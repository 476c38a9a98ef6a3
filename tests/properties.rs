//! Property tests over random play sequences.

use mcts::games::othello::Othello;
use mcts::games::tictactoe::TicTacToe;
use mcts::{GameRules, MctsConfig, State, MCTS};
use proptest::prelude::*;

/// Plays `choices` as indices into the legal-move list, passing when stuck.
fn walk<G: GameRules>(game: G, choices: &[usize]) -> Vec<State<G>> {
    let mut states = vec![game.start()];
    for &choice in choices {
        let state = states[states.len() - 1].clone();
        if state.is_terminal() {
            break;
        }
        let moves = state.moves();
        let next = if moves.is_empty() {
            match state.pass() {
                Some(passed) => passed,
                None => break,
            }
        } else {
            state.next(&moves[choice % moves.len()]).unwrap()
        };
        states.push(next);
    }
    states
}

proptest! {
    #[test]
    fn tictactoe_apply_move_leaves_input_untouched(
        choices in prop::collection::vec(0usize..9, 0..9)
    ) {
        for state in walk(TicTacToe, &choices) {
            let snapshot = state.position().clone();
            for mv in state.moves() {
                let next = state.next(&mv).unwrap();
                prop_assert_eq!(state.position(), &snapshot);
                prop_assert_eq!(next.position().count(), snapshot.count() + 1);
            }
        }
    }

    #[test]
    fn othello_apply_move_leaves_input_untouched(
        choices in prop::collection::vec(0usize..32, 0..40)
    ) {
        let states = walk(Othello, &choices);
        let state = &states[states.len() - 1];
        let snapshot = state.position().clone();
        for mv in state.moves() {
            let next = state.next(&mv).unwrap();
            prop_assert_eq!(state.position(), &snapshot);
            prop_assert!(next.position().count_of(mv.player) >= snapshot.count_of(mv.player) + 2);
        }
    }

    #[test]
    fn player_to_move_alternates(choices in prop::collection::vec(0usize..9, 1..9)) {
        let states = walk(TicTacToe, &choices);
        for pair in states.windows(2) {
            prop_assert_eq!(pair[1].player(), pair[0].player().opponent());
        }
    }

    #[test]
    fn win_scores_stay_in_bounds(seed in any::<u64>(), iterations in 1usize..120) {
        let config = MctsConfig::plain().with_seed(seed);
        let mut search = MCTS::new(TicTacToe.start(), config);
        search.search_iterations(iterations);
        prop_assert_eq!(search.node(search.root()).playouts(), iterations as u64);
        for (_, node) in search.tree().iter() {
            prop_assert!(node.win_score() <= 2 * node.playouts());
        }
    }
}
//! # Tic-Tac-Toe Game Implementation
//!
//! Two players alternate placing marks on a 3x3 grid; the first to own a
//! complete row, column or diagonal wins. A full board without a line is a draw.
//!
//! ## Rules
//! - X always opens
//! - A player may never move twice in a row (the rules reject it, not the caller)
//! - There is no pass: a non-terminal position always has an empty cell

use crate::error::{GameError, IllegalReason, Result};
use crate::{GameRules, Move, Player};
use mcts_shared::check_line_win;
use std::fmt;
use std::str::FromStr;

/// The opening player
pub const X: Player = Player::One;
/// The second player
pub const O: Player = Player::Two;

const SIZE: usize = 3;
const LINE: usize = 3;

/// Static preference for each cell: centre, then corners, then edges
const CELL_WEIGHTS: [[f64; SIZE]; SIZE] = [[2.0, 1.0, 2.0], [1.0, 3.0, 1.0], [2.0, 1.0, 2.0]];

/// A cell is either empty or owned by a player
pub type Cell = Option<Player>;

/// An immutable Tic-Tac-Toe board
///
/// Stores the grid row-major, the number of marks placed and the player who
/// placed the last one (`None` on an empty board).
#[derive(Clone, Copy, PartialEq, Eq, Hash, Debug)]
pub struct Position {
    grid: [Cell; SIZE * SIZE],
    count: usize,
    last: Option<Player>,
}

impl Position {
    /// An empty board with nobody having moved
    pub fn empty() -> Self {
        Position {
            grid: [None; SIZE * SIZE],
            count: 0,
            last: None,
        }
    }

    /// Builds a position from rows; the piece count is derived from the grid
    pub fn from_rows(rows: [[Cell; SIZE]; SIZE], last: Option<Player>) -> Self {
        let mut grid = [None; SIZE * SIZE];
        for (r, row) in rows.iter().enumerate() {
            grid[r * SIZE..(r + 1) * SIZE].copy_from_slice(row);
        }
        let count = grid.iter().filter(|c| c.is_some()).count();
        Position { grid, count, last }
    }

    /// Parses a board such as `"X X .\n. O .\n. . ."` with an explicit last mover
    ///
    /// `X` or `1` is an X mark, `O` or `0` an O mark, anything else is empty.
    pub fn parse(text: &str, last: Option<Player>) -> Result<Self> {
        let rows: Vec<&str> = text
            .lines()
            .map(str::trim)
            .filter(|l| !l.is_empty())
            .collect();
        if rows.len() != SIZE {
            return Err(GameError::InvalidBoard(format!(
                "expected {} rows, got {}",
                SIZE,
                rows.len()
            )));
        }

        let mut parsed = [[None; SIZE]; SIZE];
        for (r, line) in rows.iter().enumerate() {
            let tokens: Vec<&str> = line.split_whitespace().collect();
            if tokens.len() != SIZE {
                return Err(GameError::InvalidBoard(format!(
                    "row {} has {} cells, expected {}",
                    r,
                    tokens.len(),
                    SIZE
                )));
            }
            for (c, token) in tokens.iter().enumerate() {
                parsed[r][c] = parse_cell(token);
            }
        }
        Ok(Position::from_rows(parsed, last))
    }

    /// The mark at (row, col); `None` for empty or off-board cells
    pub fn cell(&self, row: usize, col: usize) -> Cell {
        if row >= SIZE || col >= SIZE {
            return None;
        }
        self.grid[row * SIZE + col]
    }

    /// Returns a copy of row `i`
    pub fn row(&self, i: usize) -> [Cell; SIZE] {
        [self.cell(i, 0), self.cell(i, 1), self.cell(i, 2)]
    }

    /// Number of marks on the board
    pub fn count(&self) -> usize {
        self.count
    }

    pub fn last_player(&self) -> Option<Player> {
        self.last
    }

    pub fn is_full(&self) -> bool {
        self.count == SIZE * SIZE
    }

    /// Empty cells `player` may mark; empty if `player` made the previous move
    pub fn moves(&self, player: Player) -> Vec<Move> {
        if self.last == Some(player) {
            return Vec::new();
        }
        (0..SIZE)
            .flat_map(|r| (0..SIZE).map(move |c| (r, c)))
            .filter(|&(r, c)| self.cell(r, c).is_none())
            .map(|(r, c)| Move::new(player, r, c))
            .collect()
    }

    /// Returns a new position with `player`'s mark at (row, col)
    pub fn play(&self, player: Player, row: usize, col: usize) -> Result<Position> {
        if row >= SIZE || col >= SIZE {
            return Err(GameError::illegal(row, col, IllegalReason::OutOfBounds));
        }
        if self.is_full() {
            return Err(GameError::illegal(row, col, IllegalReason::BoardFull));
        }
        if self.cell(row, col).is_some() {
            return Err(GameError::illegal(row, col, IllegalReason::Occupied));
        }
        if self.last == Some(player) {
            return Err(GameError::illegal(row, col, IllegalReason::ConsecutiveMove));
        }

        let mut grid = self.grid;
        grid[row * SIZE + col] = Some(player);
        Ok(Position {
            grid,
            count: self.count + 1,
            last: Some(player),
        })
    }

    /// True if `player` owns a complete row, column or diagonal
    pub fn has_line(&self, player: Player) -> bool {
        check_line_win(&self.grid, SIZE, SIZE, &Some(player), LINE)
    }

    /// The owner of a complete line, checking the last mover first
    pub fn winner(&self) -> Option<Player> {
        let first = self.last.unwrap_or(X);
        [first, first.opponent()]
            .into_iter()
            .find(|&p| self.has_line(p))
    }

    pub fn with_last(&self, last: Option<Player>) -> Position {
        Position { last, ..*self }
    }
}

impl Default for Position {
    fn default() -> Self {
        Position::empty()
    }
}

fn parse_cell(token: &str) -> Cell {
    match token.trim() {
        t if t.eq_ignore_ascii_case("x") || t == "1" => Some(X),
        t if t.eq_ignore_ascii_case("o") || t == "0" => Some(O),
        _ => None,
    }
}

impl FromStr for Position {
    type Err = GameError;

    /// Parses a board, inferring the last mover from the mark counts
    ///
    /// X opens, so more X marks than O marks means X moved last; equal
    /// non-zero counts mean O moved last.
    fn from_str(s: &str) -> std::result::Result<Self, Self::Err> {
        let position = Position::parse(s, None)?;
        let xs = position.grid.iter().filter(|c| **c == Some(X)).count();
        let os = position.grid.iter().filter(|c| **c == Some(O)).count();
        let last = match (xs, os) {
            (0, 0) => None,
            (x, o) if x > o => Some(X),
            _ => Some(O),
        };
        Ok(position.with_last(last))
    }
}

impl fmt::Display for Position {
    fn fmt(&self, f: &mut fmt::Formatter<'_>) -> fmt::Result {
        for r in 0..SIZE {
            let row: Vec<&str> = (0..SIZE)
                .map(|c| match self.cell(r, c) {
                    Some(p) if p == X => "X",
                    Some(_) => "O",
                    None => ".",
                })
                .collect();
            write!(f, "{}", row.join(" "))?;
            if r + 1 < SIZE {
                writeln!(f)?;
            }
        }
        Ok(())
    }
}

/// The Tic-Tac-Toe rule set
#[derive(Clone, Copy, PartialEq, Eq, Debug, Default)]
pub struct TicTacToe;

impl GameRules for TicTacToe {
    type Position = Position;

    fn initial_position(&self) -> Position {
        Position::empty()
    }

    fn opener(&self) -> Player {
        X
    }

    fn last_mover(&self, position: &Position) -> Option<Player> {
        position.last_player()
    }

    fn with_player_to_move(&self, position: &Position, player: Player) -> Position {
        position.with_last(Some(player.opponent()))
    }

    fn legal_moves(&self, position: &Position, player: Player) -> Vec<Move> {
        position.moves(player)
    }

    fn apply_move(&self, position: &Position, mv: &Move) -> Result<Position> {
        position.play(mv.player, mv.row, mv.col)
    }

    fn is_terminal(&self, position: &Position) -> bool {
        position.is_full() || position.winner().is_some()
    }

    fn winner(&self, position: &Position) -> Option<Player> {
        position.winner()
    }

    fn exploration_constant(&self) -> f64 {
        std::f64::consts::SQRT_2
    }

    fn move_score(&self, _position: &Position, mv: &Move) -> f64 {
        CELL_WEIGHTS[mv.row][mv.col]
    }

    /// Undecided boards are scored as draws
    fn evaluate(&self, position: &Position, perspective: Player) -> f64 {
        match position.winner() {
            Some(p) if p == perspective => 1.0,
            Some(_) => 0.0,
            None => 0.5,
        }
    }
}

* Exercise directions
The string "next" marks the lines to copy; report each of them from the data above.

* Solution
        let next = if moves.is_empty() {
            state.next(&moves[choice % moves.len()]).unwrap()
        states.push(next);
                let next = state.next(&mv).unwrap();
                prop_assert_eq!(next.position().count(), snapshot.count() + 1);
            let next = state.next(&mv).unwrap();
            prop_assert!(next.position().count_of(mv.player) >= snapshot.count_of(mv.player) + 2);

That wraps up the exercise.